Intro to Tarot: Synchronicity and card positions

Editor’s Note: Regular participants on this page are familiar with the contributions of Sarah Taylor. For years I’ve been wanting to run a feature on tarot, and when I found out that in addition to being an excellent writer, Sarah is a professional card reader, I asked her to step up — and she did. This is her third article, which looks at the role of synchronicity as a channel for expression and organizing principle in reading tarot. Future editions will cover how to work with cards on your own, how to choose a deck and specific cards. We will take direction from readers who comment, so please let us know what you think. You can visit Sarah’s website at this link. –efc

Ace of Swords from the Camoin-Jodorowsky Tarot, a restored version of the Marseille Tarot.

By Sarah Taylor

Now that we’re on the third article in our series on tarot (you’ll find article one here and article two here), we should be familiar with the basic structure of a typical deck of tarot cards –- major and minor arcana; court cards and Ace through ten. We’ve also got them in the spread we’ve chosen –- whether one card or two, a Celtic Cross, a Tree of Life reading or something else.

But… hang on a minute here… just how is this going to work? What makes sure that the cards best suited for this reading are the ones that we pick from the deck? What guides them to be assigned to a particular position in the layout?

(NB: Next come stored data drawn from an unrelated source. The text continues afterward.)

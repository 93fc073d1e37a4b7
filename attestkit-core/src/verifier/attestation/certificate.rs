//! X.509 checks shared by the certificate-based attestation formats.

use openssl::x509::X509Ref;
use x509_parser::certificate::X509Certificate;
use x509_parser::parse_x509_certificate;
use x509_parser::x509::X509Version;

use crate::data::{verify_signature, Aaguid, CoseAlgorithm, CoseKey};
use crate::error::VerificationError;

/// id-fido-gen-ce-aaguid
pub(crate) const OID_FIDO_GEN_CE_AAGUID: &str = "1.3.6.1.4.1.45724.1.1.4";

fn cert_error(err: impl ToString) -> VerificationError {
    VerificationError::Certificate(err.to_string())
}

/// Run `f` against the x509-parser view of `cert`.
pub(crate) fn with_parsed<T>(
    cert: &X509Ref,
    f: impl FnOnce(&X509Certificate<'_>) -> Result<T, VerificationError>,
) -> Result<T, VerificationError> {
    let der = cert.to_der()?;
    let (_, parsed) = parse_x509_certificate(&der).map_err(cert_error)?;
    f(&parsed)
}

/// Raw value and criticality of the extension `oid`, if present.
pub(crate) fn extension_value(
    cert: &X509Ref,
    oid: &str,
) -> Result<Option<(Vec<u8>, bool)>, VerificationError> {
    with_parsed(cert, |parsed| {
        Ok(parsed
            .extensions()
            .iter()
            .find(|ext| ext.oid.to_id_string() == oid)
            .map(|ext| (ext.value.to_vec(), ext.critical)))
    })
}

/// When the certificate carries id-fido-gen-ce-aaguid it must match the
/// authenticator data and must not be critical.
pub(crate) fn check_aaguid_extension(
    cert: &X509Ref,
    aaguid: &Aaguid,
) -> Result<(), VerificationError> {
    let Some((value, critical)) = extension_value(cert, OID_FIDO_GEN_CE_AAGUID)? else {
        return Ok(());
    };
    if critical {
        return Err(cert_error("AAGUID extension must not be critical"));
    }
    // OCTET STRING (16)
    match value.as_slice() {
        [0x04, 0x10, rest @ ..] if rest == aaguid.as_bytes() => Ok(()),
        _ => Err(VerificationError::BadAaguid),
    }
}

pub(crate) fn is_ca(parsed: &X509Certificate<'_>) -> Result<bool, VerificationError> {
    Ok(parsed
        .basic_constraints()
        .map_err(cert_error)?
        .is_some_and(|bc| bc.value.ca))
}

pub(crate) fn check_v3(parsed: &X509Certificate<'_>) -> Result<(), VerificationError> {
    if parsed.version() == X509Version::V3 {
        Ok(())
    } else {
        Err(cert_error("attestation certificate must be X.509 v3"))
    }
}

/// Packed attestation certificate requirements (WebAuthn §8.2.1).
pub(crate) fn check_packed_requirements(cert: &X509Ref) -> Result<(), VerificationError> {
    with_parsed(cert, |parsed| {
        check_v3(parsed)?;
        let subject = parsed.subject();
        if subject.iter_country().next().is_none()
            || subject.iter_organization().next().is_none()
            || subject.iter_common_name().next().is_none()
        {
            return Err(cert_error("subject must carry C, O and CN"));
        }
        let ou_ok = subject
            .iter_organizational_unit()
            .any(|ou| matches!(ou.as_str(), Ok("Authenticator Attestation")));
        if !ou_ok {
            return Err(cert_error(
                "subject OU must be \"Authenticator Attestation\"",
            ));
        }
        if is_ca(parsed)? {
            return Err(cert_error("attestation certificate must not be a CA"));
        }
        Ok(())
    })
}

/// Verify `signature` over `data` with the public key of `cert`.
pub(crate) fn verify_with_certificate(
    algorithm: CoseAlgorithm,
    cert: &X509Ref,
    signature: &[u8],
    data: &[u8],
) -> Result<(), VerificationError> {
    let key = cert.public_key()?;
    if matches!(verify_signature(algorithm, &key, signature, data), Ok(true)) {
        Ok(())
    } else {
        Err(VerificationError::BadSignature)
    }
}

pub(crate) fn public_key_matches(
    cert: &X509Ref,
    credential_key: &CoseKey,
) -> Result<bool, VerificationError> {
    let attested = cert.public_key()?;
    let credential = credential_key.public_key()?;
    Ok(attested.public_eq(&credential))
}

In fact, if we’re going to start asking those questions, we might as well go back further. What made us choose that particular layout in the first place? No, go right back to the beginning. What made us choose that particular deck? Heck, why did we choose to interest ourselves with tarot in the first place, and why has this interest brought us to this discussion here?

I believe the answer is synchronicity.

But what is synchronicity? The idea of synchronicity was first discovered and introduced into public consciousness by psychologist Carl Jung in the early part of the twentieth century. This was followed by his paper entitled Synchronicity -– An Acausal Connecting Principle, published in 1952, in which he wrote:

The problem of synchronicity has puzzled me for a long time, ever since the middle twenties, when I was investigating the phenomena of the collective unconscious and kept on coming across connections which I simply could not explain as chance groupings or “runs”. What I found were “coincidences” which were connected so meaningfully that their “chance” concurrence would be incredible.

According to the Wikipedia entry on synchronicity, “Jung was transfixed by the idea that life was not a series of random events but rather an expression of a deeper order.” In other words, at its most basic, synchronicity can be seen as a universal organising principle that seeks to reconcile the conscious and the unconscious.

Remember, this takes us back to our previous two articles. In the first, we looked at the idea that tarot weaves a narrative about our lives: “what happens on the surface, and what lies beneath”; and in the second we saw how the cards were the repository for archetypal content –- the larger spiritual themes that govern our thoughts, feelings and actions. We also introduced the idea that we need do nothing except trust in this law as the basis for an effective reading: this organising principle never disappears… though we can choose to ignore it.